Bütün bu vasıflarıyla birlikte ismi, İmâm-ı Rabbânî Müceddid-i Elf-i Sâni Şeyh Ahmed-i Farukî Serhendî'dir.

Babası ve dedelerinin hepsi, zamanlarının büyük âlimleri, salih ve faziletli kimseleri idiler. Babası Abdülehad Efendi din ve fen ilimlerinde yetişmiş, tasavvufta da en son mertebeye ulaşmıştı.

İlk tahsiline, babasından ders alarak başladı. Babasından okuyup Arapçayı öğrendi. Küçük yaşta Kur'an-ı kerimi ezberledi. İlminin çoğunu babasından, bir kısmını da zamanının meşhur âlimlerinden öğrendi. Babasından ders aldığı sırada, çeşitli ilimlere ait küçük kitapları ezberledi. Babasından aldığı dersleri tamamlayınca, Siyalkut şehrine gidip orada, Mevlana Kemaleddin Keşmiri'den ilim öğrendi. Mevlana Kemaleddin meşhur âlim Abdülhakim-i Siyalkuti'nin de hocası olup, zamanının en yüksek âlimi idi. Bazı hadis kitaplarını da Şeyh Yakub-ı Keşmiri'den okudu.

Kadı Behlul-i Bedahşani'den; hadis, tefsir ve bazı usul ilimlerinde icazet, diploma aldı. On yedi yaşında iken tahsilini tamamlayıp, bütün ilimlerden icazet aldı. Tahsili sırasında, Kadiri ve Çeşti büyüklerinin kalblerindeki feyz ve lezzeti babasından aldı. Babası hayatta iken, talebelere ilim öğretmeye başladı.

Bu sırada; Risâlet-üt-Tehliliyye, Redd-i Revâfid, İsbat-ün-Nübüvve adlı eserlerini yazdı. Edebiyata çok meraklı olup, fesahati ve belagati, sürat-i intikali, zekasının şiddeti herkesi hayrette bırakıyordu.

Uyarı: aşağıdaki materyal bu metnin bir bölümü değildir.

//! Generative Language API client
//!
//! Async client for Gemini `generateContent`.

use std::time::Duration;

use anyhow::{Context, Result};
use async_trait::async_trait;
use reqwest::{Client, StatusCode};
use tracing::debug;
use url::Url;

use super::types::*;
use super::GenerativeModel;
use crate::config::ModelConfig;

/// HTTP client for one Gemini model
#[derive(Clone)]
pub struct GeminiClient {
    client: Client,
    base_url: Url,
    model: String,
    api_key: String,
}

impl std::fmt::Debug for GeminiClient {
    fn fmt(&self, f: &mut std::fmt::Formatter<'_>) -> std::fmt::Result {
        f.debug_struct("GeminiClient")
            .field("base_url", &self.base_url.as_str())
            .field("model", &self.model)
            .field("api_key", &"<REDACTED>")
            .finish()
    }
}

impl GeminiClient {
    /// Create client from model config, reading the key from the environment
    pub fn from_config(config: &ModelConfig) -> Result<Self> {
        let api_key = std::env::var(&config.api_key_env)
            .ok()
            .filter(|k| !k.trim().is_empty())
            .ok_or_else(|| {
                anyhow::anyhow!(
                    "{} not found in environment variables",
                    config.api_key_env
                )
            })?;

        Self::new(&config.base_url, &config.name, api_key, config.timeout_secs)
    }

    /// Create client with explicit parameters.
    ///
    /// `timeout_secs == 0` waits indefinitely for the model.
    pub fn new(base_url: &str, model: &str, api_key: String, timeout_secs: u64) -> Result<Self> {
        if api_key.is_empty() {
            anyhow::bail!("Gemini API key is empty");
        }
        if model.is_empty() {
            anyhow::bail!("Model name is empty");
        }

        // A trailing slash keeps `join` from dropping the last path segment
        let base = if base_url.ends_with('/') {
            base_url.to_string()
        } else {
            format!("{}/", base_url)
        };
        let base_url =
            Url::parse(&base).with_context(|| format!("Invalid model API URL: {}", base_url))?;

        let mut builder = Client::builder();
        if timeout_secs > 0 {
            builder = builder.timeout(Duration::from_secs(timeout_secs));
        }
        let client = builder.build().context("Failed to create HTTP client")?;

        debug!(model, base_url = %base_url, "Created Gemini client");

        Ok(Self {
            client,
            base_url,
            model: model.trim_start_matches("models/").to_string(),
            api_key,
        })
    }

    pub fn model(&self) -> &str {
        &self.model
    }

    /// Build a URL for an endpoint
    fn url(&self, path: &str) -> Result<Url> {
        self.base_url
            .join(path)
            .with_context(|| format!("Invalid endpoint path: {}", path))
    }

    // ============== Content ==============

    /// Send one prompt and return the generated text
    pub async fn generate_content(&self, prompt: &str) -> Result<String> {
        let url = self.url(&format!("models/{}:generateContent", self.model))?;

        let resp = self
            .client
            .post(url)
            .header("x-goog-api-key", &self.api_key)
            .json(&GenerateContentRequest::text(prompt))
            .send()
            .await
            .context("Failed to reach model API")?;

        let body: GenerateContentResponse = self.handle_response(resp).await?;

        match body.text() {
            Some(text) => Ok(text),
            None => {
                let reason = body
                    .prompt_feedback
                    .and_then(|f| f.block_reason)
                    .unwrap_or_else(|| "no candidates returned".to_string());
                anyhow::bail!("Model returned no text: {}", reason)
            }
        }
    }

    // ============== Models ==============

    /// List models that support `generateContent`
    pub async fn list_models(&self) -> Result<Vec<ModelInfo>> {
        let mut models = Vec::new();
        let mut page_token: Option<String> = None;

        loop {
            let mut url = self.url("models")?;
            if let Some(token) = &page_token {
                url.query_pairs_mut().append_pair("pageToken", token);
            }

            let resp = self
                .client
                .get(url)
                .header("x-goog-api-key", &self.api_key)
                .send()
                .await
                .context("Failed to list models")?;

            let page: ModelListResponse = self.handle_response(resp).await?;
            models.extend(
                page.models
                    .into_iter()
                    .filter(ModelInfo::supports_generate_content),
            );

            match page.next_page_token {
                Some(token) if !token.is_empty() => page_token = Some(token),
                _ => break,
            }
        }

        Ok(models)
    }

    // ============== Helpers ==============

    /// Handle response and deserialize
    async fn handle_response<T: serde::de::DeserializeOwned>(
        &self,
        resp: reqwest::Response,
    ) -> Result<T> {
        let status = resp.status();

        if status == StatusCode::NOT_FOUND {
            anyhow::bail!("Model '{}' not found", self.model);
        }

        if !status.is_success() {
            let err = self.extract_error(resp).await;
            anyhow::bail!("Model API error ({}): {}", status, err);
        }

        resp.json().await.context("Failed to parse model response")
    }

    /// Extract error message from response
    async fn extract_error(&self, resp: reqwest::Response) -> String {
        match resp.json::<ApiErrorResponse>().await {
            Ok(err) if !err.error.message.is_empty() => err.error.message,
            _ => "Unknown error".to_string(),
        }
    }
}

#[async_trait]
impl GenerativeModel for GeminiClient {
    async fn generate(&self, prompt: &str) -> Result<String> {
        self.generate_content(prompt).await
    }
}
//! Goal record
//!
//! A goal is an open JSON object. The well-known fields (`name`,
//! `targetAmount`, `currentAmount`, `deadline`) are only interpreted where
//! they are consumed; everything else is carried through untouched.

use serde::{Deserialize, Serialize};
use serde_json::{Map, Number, Value};

pub const FIELD_NAME: &str = "name";
pub const FIELD_TARGET: &str = "targetAmount";
pub const FIELD_CURRENT: &str = "currentAmount";
pub const FIELD_DEADLINE: &str = "deadline";

/// One savings goal
#[derive(Debug, Clone, PartialEq, Default, Serialize, Deserialize)]
#[serde(transparent)]
pub struct Goal(Map<String, Value>);

impl Goal {
    /// Build a goal with the four well-known fields
    pub fn new(name: &str, target: f64, current: f64, deadline: &str) -> Self {
        let mut fields = Map::new();
        fields.insert(FIELD_NAME.to_string(), Value::from(name));
        fields.insert(FIELD_TARGET.to_string(), number(target));
        fields.insert(FIELD_CURRENT.to_string(), number(current));
        fields.insert(FIELD_DEADLINE.to_string(), Value::from(deadline));
        Self(fields)
    }

    pub fn get(&self, field: &str) -> Option<&Value> {
        self.0.get(field)
    }

    pub fn insert(&mut self, field: impl Into<String>, value: Value) -> Option<Value> {
        self.0.insert(field.into(), value)
    }

    /// Display name, if the goal carries a textual one
    pub fn name(&self) -> Option<&str> {
        self.get(FIELD_NAME).and_then(Value::as_str)
    }

    pub fn target_amount(&self) -> Option<f64> {
        self.get(FIELD_TARGET).and_then(Value::as_f64)
    }

    pub fn current_amount(&self) -> Option<f64> {
        self.get(FIELD_CURRENT).and_then(Value::as_f64)
    }

    /// Progress toward the target in percent, `None` when it cannot be computed
    pub fn progress(&self) -> Option<f64> {
        let target = self.target_amount()?;
        if target == 0.0 {
            return None;
        }
        Some(self.current_amount()? / target * 100.0)
    }
}

/// Whole amounts are stored as integers so they print without a fraction
fn number(amount: f64) -> Value {
    if amount.fract() == 0.0 && amount.abs() < i64::MAX as f64 {
        Value::from(amount as i64)
    } else {
        Number::from_f64(amount).map(Value::Number).unwrap_or(Value::Null)
    }
}
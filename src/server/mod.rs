//! HTTP API server
//!
//! Goal CRUD over the file store plus a chat endpoint relaying to the
//! generative model.

pub mod error;
pub mod handlers;

use std::sync::Arc;

use anyhow::{Context, Result};
use axum::{
    routing::{delete, get, post},
    Router,
};
use tower_http::trace::TraceLayer;
use tracing::info;

use crate::core::store::GoalStore;
use crate::model::GenerativeModel;

pub use error::ApiError;

/// Shared handles injected into every handler
#[derive(Clone)]
pub struct AppState {
    pub store: Arc<GoalStore>,
    pub model: Arc<dyn GenerativeModel>,
}

impl AppState {
    pub fn new(store: GoalStore, model: Arc<dyn GenerativeModel>) -> Self {
        Self {
            store: Arc::new(store),
            model,
        }
    }
}

pub fn router(state: AppState) -> Router {
    Router::new()
        .route("/", get(handlers::index))
        .route("/health", get(handlers::health))
        .merge(api_routes())
        .layer(TraceLayer::new_for_http())
        .with_state(state)
}

fn api_routes() -> Router<AppState> {
    Router::new()
        .route(
            "/api/goals",
            get(handlers::list_goals).post(handlers::create_goal),
        )
        .route(
            "/api/goals/{index}",
            delete(handlers::delete_goal).put(handlers::replace_goal),
        )
        .route("/api/chat", post(handlers::chat))
}

/// Bind and serve until Ctrl-C
pub async fn run_server(host: &str, port: u16, state: AppState) -> Result<()> {
    let app = router(state);

    let listener = tokio::net::TcpListener::bind((host, port))
        .await
        .with_context(|| format!("Failed to bind {}:{}", host, port))?;
    info!("Server listening on http://{}", listener.local_addr()?);

    axum::serve(listener, app)
        .with_graceful_shutdown(shutdown_signal())
        .await
        .context("Server error")?;

    info!("Server stopped");
    Ok(())
}

async fn shutdown_signal() {
    let _ = tokio::signal::ctrl_c().await;
}
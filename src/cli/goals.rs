//! `goaltrack ls`, `goaltrack add` and `goaltrack rm` commands
//!
//! Work on the goal file directly, without a running server.
//!
//! # Usage
//! ```bash
//! goaltrack ls
//! goaltrack ls --json
//! goaltrack add "Trip" 200 --current 50 --deadline 2025-01-01
//! goaltrack rm 0
//! ```

use std::path::PathBuf;

use anyhow::Result;
use clap::Args;
use colored::Colorize;

use super::utils::{confirm, open_store};
use crate::config::Config;
use crate::core::goal::{Goal, FIELD_DEADLINE};

#[derive(Args, Debug)]
pub struct LsArgs {
    /// Print the raw goal list as JSON
    #[arg(long)]
    pub json: bool,

    /// Goal file (overrides config)
    #[arg(long, env = "GOALTRACK_DATA_FILE")]
    pub data_file: Option<PathBuf>,
}

pub fn run_ls(args: LsArgs, config: &Config) -> Result<()> {
    let store = open_store(config, args.data_file);
    let goals = store.load()?;

    if args.json {
        println!("{}", serde_json::to_string_pretty(&goals)?);
        return Ok(());
    }

    if goals.is_empty() {
        println!("No goals yet.");
        println!("\nAdd one with: goaltrack add <name> <target>");
        return Ok(());
    }

    println!("{}", "Savings Goals".bold());
    println!("{}", "═".repeat(60));

    for (index, goal) in goals.iter().enumerate() {
        print_goal(index, goal);
    }

    println!("\n{} goal(s)", goals.len());
    Ok(())
}

fn print_goal(index: usize, goal: &Goal) {
    let name = goal.name().unwrap_or("(unnamed)");
    let amounts = match (goal.current_amount(), goal.target_amount()) {
        (Some(current), Some(target)) => format!("${} of ${}", current, target),
        _ => "amounts missing".dimmed().to_string(),
    };
    let progress = match goal.progress() {
        Some(p) if p >= 100.0 => format!("{:.1}%", p).green().bold().to_string(),
        Some(p) => format!("{:.1}%", p),
        None => "?".dimmed().to_string(),
    };

    println!("[{}] {}  {}  ({})", index, name.cyan().bold(), amounts, progress);
    if let Some(deadline) = goal.get(FIELD_DEADLINE).and_then(|d| d.as_str()) {
        if !deadline.is_empty() {
            println!("    Target date: {}", deadline);
        }
    }
}

#[derive(Args, Debug)]
pub struct AddArgs {
    /// Goal name
    pub name: String,

    /// Target amount
    pub target: f64,

    /// Amount saved so far
    #[arg(long, default_value = "0")]
    pub current: f64,

    /// Target date (free text, e.g. 2025-01-01)
    #[arg(short, long, default_value = "")]
    pub deadline: String,

    /// Goal file (overrides config)
    #[arg(long, env = "GOALTRACK_DATA_FILE")]
    pub data_file: Option<PathBuf>,
}

pub fn run_add(args: AddArgs, config: &Config) -> Result<()> {
    if !args.target.is_finite() || !args.current.is_finite() {
        anyhow::bail!("Amounts must be finite numbers");
    }
    if args.target < 0.0 || args.current < 0.0 {
        anyhow::bail!("Amounts must not be negative");
    }

    let store = open_store(config, args.data_file);
    let goal = Goal::new(&args.name, args.target, args.current, &args.deadline);
    let index = store.append(goal)?;

    println!("{} Added goal [{}] {}", "✓".green(), index, args.name.cyan());
    Ok(())
}

#[derive(Args, Debug)]
pub struct RmArgs {
    /// Index of the goal to delete
    pub index: usize,

    /// Skip confirmation
    #[arg(short, long)]
    pub yes: bool,

    /// Goal file (overrides config)
    #[arg(long, env = "GOALTRACK_DATA_FILE")]
    pub data_file: Option<PathBuf>,
}

pub fn run_rm(args: RmArgs, config: &Config) -> Result<()> {
    let store = open_store(config, args.data_file);

    if !args.yes {
        let goals = store.load()?;
        let name = goals
            .get(args.index)
            .map(|g| g.name().unwrap_or("(unnamed)").to_string())
            .ok_or_else(|| anyhow::anyhow!("Goal not found: {}", args.index))?;

        if !confirm(&format!("Delete goal [{}] '{}'?", args.index, name.red()))? {
            println!("Cancelled.");
            return Ok(());
        }
    }

    let removed = store.remove(args.index)?;
    println!(
        "{} Deleted goal [{}] {}",
        "✓".green(),
        args.index,
        removed.name().unwrap_or("(unnamed)")
    );
    Ok(())
}
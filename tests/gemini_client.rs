use std::collections::HashMap;

use axum::{
    extract::{Path, Query},
    http::{HeaderMap, StatusCode},
    routing::{get, post},
    Json, Router,
};
use goaltrack::{GeminiClient, GenerativeModel};
use serde_json::{json, Value};

const KEY: &str = "test-key";

fn authorized(headers: &HeaderMap) -> bool {
    headers
        .get("x-goog-api-key")
        .and_then(|v| v.to_str().ok())
        == Some(KEY)
}

async fn generate(
    Path(action): Path<String>,
    headers: HeaderMap,
    Json(body): Json<Value>,
) -> (StatusCode, Json<Value>) {
    if !authorized(&headers) {
        return (
            StatusCode::BAD_REQUEST,
            Json(json!({"error": {"code": 400, "message": "API key not valid", "status": "INVALID_ARGUMENT"}})),
        );
    }

    match action.as_str() {
        "gemini-2.0-flash:generateContent" => {
            let prompt = body["contents"][0]["parts"][0]["text"]
                .as_str()
                .unwrap_or_default();
            (
                StatusCode::OK,
                Json(json!({
                    "candidates": [{
                        "content": {"role": "model", "parts": [{"text": "echo: "}, {"text": prompt}]},
                        "finishReason": "STOP"
                    }]
                })),
            )
        }
        "blocked:generateContent" => (
            StatusCode::OK,
            Json(json!({"promptFeedback": {"blockReason": "SAFETY"}})),
        ),
        _ => (
            StatusCode::NOT_FOUND,
            Json(json!({"error": {"code": 404, "message": "not found"}})),
        ),
    }
}

async fn list_models(
    headers: HeaderMap,
    Query(query): Query<HashMap<String, String>>,
) -> (StatusCode, Json<Value>) {
    if !authorized(&headers) {
        return (StatusCode::FORBIDDEN, Json(json!({"error": {"message": "denied"}})));
    }

    let page = match query.get("pageToken").map(String::as_str) {
        None => json!({
            "models": [
                {"name": "models/gemini-2.0-flash", "supportedGenerationMethods": ["generateContent", "countTokens"]},
                {"name": "models/text-embedding-004", "supportedGenerationMethods": ["embedContent"]}
            ],
            "nextPageToken": "page2"
        }),
        Some(_) => json!({
            "models": [
                {"name": "models/gemini-1.5-pro", "displayName": "Gemini 1.5 Pro", "supportedGenerationMethods": ["generateContent"]}
            ]
        }),
    };
    (StatusCode::OK, Json(page))
}

async fn start_fake_api() -> (String, tokio::sync::oneshot::Sender<()>) {
    let app = Router::new()
        .route("/v1beta/models", get(list_models))
        .route("/v1beta/models/{action}", post(generate));

    let listener = tokio::net::TcpListener::bind("127.0.0.1:0")
        .await
        .expect("bind");
    let addr = listener.local_addr().expect("local addr");
    let (shutdown_tx, shutdown_rx) = tokio::sync::oneshot::channel::<()>();
    tokio::spawn(async move {
        let _ = axum::serve(listener, app)
            .with_graceful_shutdown(async {
                let _ = shutdown_rx.await;
            })
            .await;
    });

    (format!("http://{}/v1beta", addr), shutdown_tx)
}

#[tokio::test]
async fn generate_returns_candidate_text() {
    let (base, _shutdown) = start_fake_api().await;
    let client = GeminiClient::new(&base, "gemini-2.0-flash", KEY.to_string(), 10).unwrap();

    let text = client.generate("How much left?").await.unwrap();
    assert_eq!(text, "echo: How much left?");
}

#[tokio::test]
async fn api_error_message_is_surfaced() {
    let (base, _shutdown) = start_fake_api().await;
    let client = GeminiClient::new(&base, "gemini-2.0-flash", "wrong".to_string(), 10).unwrap();

    let err = client.generate("hi").await.unwrap_err();
    assert!(format!("{:#}", err).contains("API key not valid"));
}

#[tokio::test]
async fn unknown_model_is_not_found() {
    let (base, _shutdown) = start_fake_api().await;
    let client = GeminiClient::new(&base, "nope", KEY.to_string(), 10).unwrap();

    let err = client.generate("hi").await.unwrap_err();
    assert!(err.to_string().contains("'nope' not found"));
}

#[tokio::test]
async fn blocked_prompt_is_error() {
    let (base, _shutdown) = start_fake_api().await;
    let client = GeminiClient::new(&base, "blocked", KEY.to_string(), 10).unwrap();

    let err = client.generate("hi").await.unwrap_err();
    assert!(err.to_string().contains("SAFETY"));
}

#[tokio::test]
async fn list_models_follows_pages_and_filters() {
    let (base, _shutdown) = start_fake_api().await;
    let client = GeminiClient::new(&base, "gemini-2.0-flash", KEY.to_string(), 10).unwrap();

    let names: Vec<String> = client
        .list_models()
        .await
        .unwrap()
        .into_iter()
        .map(|m| m.name)
        .collect();
    assert_eq!(names, ["models/gemini-2.0-flash", "models/gemini-1.5-pro"]);
}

Bu kadar ilmi ve herkesin üstünde olgunluğu, tevazusu ile birlikte kalbi, Ahrariyye, Nakşibendiyye büyüklerinin aşkı ile yanıyor, bu yolda yazılmış kitapları okuyordu. Babasının vefatından bir sene sonra, hacca gitmek üzere Serhend'den yola çıktı. Bu yolculuğunda Delhi'ye varınca, orada tanıdıklarından ve Muhammed Bakibillah hazretlerinin talebelerinden olan Mevlana Hasan Keşmiri ile görüştü. Mevlana Hasan Keşmiri, onu hocasının huzuruna götürüp, tanıştırmak istedi ve; "Bugün Ahrariyye yolunda bu ülkede başka böyle büyük bir zat yoktur. Taliblerin onun bir nazarıyla bakışıyla kavuştukları manevi derecelere günlerce çekilen çileler ve çeşitli riyazetlerle nefsin istediklerini yapmamakla kavuşmak mümkün değildir" dedi.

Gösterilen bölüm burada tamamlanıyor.